§ **Exercise**: Print out the data below with every line intact.

◆ ◆ ◆ ◆ ◆

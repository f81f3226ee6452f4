//! State module for tracking crawl progress
//!
//! # Components
//!
//! - `UrlStatus`: the stored status of a single URL (new, crawled, error)
//! - `CrawlMode`: which slice of pending work a run attempts

mod crawl_mode;
mod url_status;

pub use crawl_mode::CrawlMode;
pub use url_status::UrlStatus;
//! HTTP fetcher implementation
//!
//! This module handles all HTTP requests for the crawler, including:
//! - Building the HTTP client with the configured user agent and timeout
//! - GET requests returning the final status code and body
//! - Mapping client failures onto transport error kinds

use crate::config::CrawlerConfig;
use reqwest::{redirect::Policy, Client};
use std::time::Duration;
use thiserror::Error;

/// Maximum redirect hops followed for a single fetch
const MAX_REDIRECTS: usize = 10;

/// A failure that produced no HTTP response
#[derive(Debug, Clone, Error, PartialEq, Eq)]
pub enum TransportError {
    #[error("Request timeout: {0}")]
    Timeout(String),

    #[error("Connection failed: {0}")]
    Connect(String),

    #[error("Failed to read response body: {0}")]
    Body(String),

    #[error("Request failed: {0}")]
    Request(String),
}

impl From<reqwest::Error> for TransportError {
    fn from(e: reqwest::Error) -> Self {
        if e.is_timeout() {
            Self::Timeout(e.to_string())
        } else if e.is_connect() {
            Self::Connect(e.to_string())
        } else if e.is_body() || e.is_decode() {
            Self::Body(e.to_string())
        } else {
            Self::Request(e.to_string())
        }
    }
}

/// A received HTTP response
#[derive(Debug, Clone, PartialEq, Eq)]
pub struct FetchResponse {
    /// Final status code after redirects
    pub status: u16,
    /// Page body; empty for non-success statuses
    pub body: String,
}

impl FetchResponse {
    pub fn new(status: u16, body: impl Into<String>) -> Self {
        Self {
            status,
            body: body.into(),
        }
    }
}

/// Fetch capability used by the crawl driver
#[allow(async_fn_in_trait)]
pub trait Fetcher {
    async fn fetch(&self, url: &str) -> Result<FetchResponse, TransportError>;
}

/// Builds an HTTP client with proper configuration
pub fn build_http_client(config: &CrawlerConfig) -> Result<Client, reqwest::Error> {
    Client::builder()
        .user_agent(config.user_agent.clone())
        .timeout(Duration::from_secs(config.timeout))
        .redirect(Policy::limited(MAX_REDIRECTS))
        .gzip(true)
        .brotli(true)
        .build()
}

/// `reqwest`-backed fetcher
#[derive(Debug, Clone)]
pub struct HttpFetcher {
    client: Client,
}

impl HttpFetcher {
    pub fn new(config: &CrawlerConfig) -> Result<Self, reqwest::Error> {
        Ok(Self {
            client: build_http_client(config)?,
        })
    }
}

impl Fetcher for HttpFetcher {
    async fn fetch(&self, url: &str) -> Result<FetchResponse, TransportError> {
        let response = self.client.get(url).send().await?;
        let status = response.status();

        if !(status.is_success() || status.is_redirection()) {
            return Ok(FetchResponse::new(status.as_u16(), String::new()));
        }

        let body = response.text().await?;
        Ok(FetchResponse::new(status.as_u16(), body))
    }
}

◆ ◆ ◆ ◆ ◆

§ **Result of the task**:
repository f81f3226ee6452f4
//! State module for tracking crawl progress
//!
//! # Components
//!
//! - `UrlStatus`: the stored status of a single URL (new, crawled, error)
//! - `CrawlMode`: which slice of pending work a run attempts

mod crawl_mode;
mod url_status;

pub use crawl_mode::CrawlMode;
pub use url_status::UrlStatus;
//! HTTP fetcher implementation
//!
//! This module handles all HTTP requests for the crawler, including:
//! - Building the HTTP client with the configured user agent and timeout
//! - GET requests returning the final status code and body
//! - Mapping client failures onto transport error kinds

use crate::config::CrawlerConfig;
use reqwest::{redirect::Policy, Client};
use std::time::Duration;
use thiserror::Error;

/// Maximum redirect hops followed for a single fetch
const MAX_REDIRECTS: usize = 10;

/// A failure that produced no HTTP response
#[derive(Debug, Clone, Error, PartialEq, Eq)]
pub enum TransportError {
    #[error("Request timeout: {0}")]
    Timeout(String),

    #[error("Connection failed: {0}")]
    Connect(String),

    #[error("Failed to read response body: {0}")]
    Body(String),

    #[error("Request failed: {0}")]
    Request(String),
}

impl From<reqwest::Error> for TransportError {
    fn from(e: reqwest::Error) -> Self {
        if e.is_timeout() {
            Self::Timeout(e.to_string())
        } else if e.is_connect() {
            Self::Connect(e.to_string())
        } else if e.is_body() || e.is_decode() {
            Self::Body(e.to_string())
        } else {
            Self::Request(e.to_string())
        }
    }
}

/// A received HTTP response
#[derive(Debug, Clone, PartialEq, Eq)]
pub struct FetchResponse {
    /// Final status code after redirects
    pub status: u16,
    /// Page body; empty for non-success statuses
    pub body: String,
}

impl FetchResponse {
    pub fn new(status: u16, body: impl Into<String>) -> Self {
        Self {
            status,
            body: body.into(),
        }
    }
}

/// Fetch capability used by the crawl driver
#[allow(async_fn_in_trait)]
pub trait Fetcher {
    async fn fetch(&self, url: &str) -> Result<FetchResponse, TransportError>;
}

/// Builds an HTTP client with proper configuration
pub fn build_http_client(config: &CrawlerConfig) -> Result<Client, reqwest::Error> {
    Client::builder()
        .user_agent(config.user_agent.clone())
        .timeout(Duration::from_secs(config.timeout))
        .redirect(Policy::limited(MAX_REDIRECTS))
        .gzip(true)
        .brotli(true)
        .build()
}

/// `reqwest`-backed fetcher
#[derive(Debug, Clone)]
pub struct HttpFetcher {
    client: Client,
}

impl HttpFetcher {
    pub fn new(config: &CrawlerConfig) -> Result<Self, reqwest::Error> {
        Ok(Self {
            client: build_http_client(config)?,
        })
    }
}

impl Fetcher for HttpFetcher {
    async fn fetch(&self, url: &str) -> Result<FetchResponse, TransportError> {
        let response = self.client.get(url).send().await?;
        let status = response.status();

        if !(status.is_success() || status.is_redirection()) {
            return Ok(FetchResponse::new(status.as_u16(), String::new()));
        }

        let body = response.text().await?;
        Ok(FetchResponse::new(status.as_u16(), body))
    }
}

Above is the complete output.